On Thu, Nov 29, 2018 at 2:31 PM Linus Walleij linus.walleij@linaro.org wrote:
This addresses a bug in the irqchip core that was triggered by new code assuming a strict semantic order of the irqchip calls:
.irq_request_resources() .irq_enable() .irq_disable() .irq_release_resources()
Mostly this is working fine when handled inside manage.c, the calls are strictly happening in the above assumed order.
However on a Qualcomm platform I get the following in dmesg:
WARNING: CPU: 0 PID: 1 at ../drivers/gpio/gpiolib.c:3513 gpiochip_irq_enable+0x18/0x44 Modules linked in: CPU: 0 PID: 1 Comm: swapper/0 Not tainted 4.20.0-rc4-00002-g1b8a75b25c6e-dirty #9 Hardware name: Generic DT based system [<c03124ac>] (unwind_backtrace) from [<c030d994>] (show_stack+0x10/0x14) [<c030d994>] (show_stack) from [<c0b48aec>] (dump_stack+0x78/0x8c) [<c0b48aec>] (dump_stack) from [<c03213e4>] (__warn+0xe0/0xf8) [<c03213e4>] (__warn) from [<c0321514>] (warn_slowpath_null+0x40/0x48) [<c0321514>] (warn_slowpath_null) from [<c06ad5d0>] (gpiochip_irq_enable+0x18/0x44) [<c06ad5d0>] (gpiochip_irq_enable) from [<c0371198>] (irq_enable+0x44/0x64) [<c0371198>] (irq_enable) from [<c0371258>] (__irq_startup+0xa0/0xa8) [<c0371258>] (__irq_startup) from [<c03712ac>] (irq_startup+0x4c/0x130) [<c03712ac>] (irq_startup) from [<c03716d0>] (irq_set_chained_handler_and_data+0x4c/0x78) [<c03716d0>] (irq_set_chained_handler_and_data) from [<c081c17c>] (pm8xxx_probe+0x160/0x22c) [<c081c17c>] (pm8xxx_probe) from [<c07f439c>] (platform_drv_probe+0x48/0x98)
What happens is that when the pm8xxx driver tries to register a chained IRQ irq_set_chained_handler_and_data() will eventually set the type and call irq_startup() and thus the .irq_enable() callback on the irqchip.
This irqchip is in drivers/pinctrl/qcom/pinctrl-msm.c and known as TLMM.
However, the irqchip core helpers in GPIO assumes that the .irq_request_resources() callback is always called before .irq_enable(), and the latter is where module refcount and also gpiochip_lock_as_irq() is normally called.
When .irq_enable() is called without .irq_request_resources() having been called first, it seems like we are enabling an IRQ on a GPIO line that has not first been locked to be used as IRQ and we get the above warning.

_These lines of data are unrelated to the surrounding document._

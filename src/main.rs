mod application;
mod config;
mod domain;
mod infrastructure;
mod presentation;

use std::sync::Arc;
use tokio::net::TcpListener;
use tracing::info;
use tracing_subscriber::{layer::SubscriberExt, util::SubscriberInitExt};

use application::{AlbumUseCase, CreateProfileUseCase, GalleryStatsUseCase, ListTravellersUseCase, ViewRegistry};
use config::Config;
use infrastructure::{build_client, HttpPhotoSource, PlaceholderDirectory, SignedSessionStore};
use presentation::{app_router, AppState};

use axum::Router;
use tower::ServiceBuilder;
use tower_http::cors::CorsLayer;
use tower_http::services::{ServeDir, ServeFile};
use tower_http::trace::TraceLayer;

#[tokio::main]
async fn main() -> Result<(), Box<dyn std::error::Error>> {
    // Initialize tracing
    tracing_subscriber::registry()
        .with(tracing_subscriber::fmt::layer())
        .with(tracing_subscriber::EnvFilter::from_default_env())
        .init();

    let config = Config::load();

    // Initialize Infrastructure
    let http = build_client(config.http_timeout);
    let photo_source = Arc::new(HttpPhotoSource::new(http.clone(), config.photos_url.clone()));
    let directory = Arc::new(PlaceholderDirectory::new(http, config.placeholder_api_url.clone()));
    let sessions = Arc::new(SignedSessionStore::new());
    let views = Arc::new(ViewRegistry::new(sessions.clone()));

    info!("Photo listing at {}", config.photos_url);
    info!("Placeholder directory at {}", config.placeholder_api_url);

    // Initialize Use Cases
    let state = AppState {
        album_use_case: Arc::new(AlbumUseCase::new(photo_source, views)),
        travellers_use_case: Arc::new(ListTravellersUseCase::new(directory.clone())),
        stats_use_case: Arc::new(GalleryStatsUseCase::new(directory.clone())),
        profile_use_case: Arc::new(CreateProfileUseCase::new(directory)),
        sessions,
    };

    // Anything outside /api falls through to the single-page frontend
    let serve_frontend = ServeDir::new(&config.frontend_dir)
        .not_found_service(ServeFile::new(format!("{}/index.html", config.frontend_dir)));

    let app = Router::new()
        .nest("/api", app_router(state))
        .layer(
            ServiceBuilder::new()
                .layer(TraceLayer::new_for_http())
                .layer(CorsLayer::permissive()),
        )
        .fallback_service(serve_frontend);

    let listener = TcpListener::bind(format!("0.0.0.0:{}", config.port)).await?;

    info!("Server running on http://0.0.0.0:{}", config.port);
    axum::serve(listener, app).await?;

    Ok(())
}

This happens since as of commit 461c1a7d4733d ("gpiolib: override irq_enable/disable") this is strictly assumed for all GPIO-based IRQs.
As it seems reasonable to assume that .irq_request_resources() is always strictly called before .irq_enable(), we add the irq_[request|release]_resources() functions to the internal API and call them also when adding a chained irqchip to an IRQ.
I am a bit uncertain about the call site for irq_released_resources() inside chip.c, but it appears this path is for uninstalling a chained handler.
Cc: stable@vger.kernel.org Cc: Bjorn Andersson bjorn.andersson@linaro.org Cc: Hans Verkuil hverkuil@xs4all.nl Fixes: 461c1a7d4733d ("gpiolib: override irq_enable/disable") Signed-off-by: Linus Walleij linus.walleij@linaro.org
IRQ folks: did you have time to look at this?
It's a very real regression for me.
Yours, Linus Walleij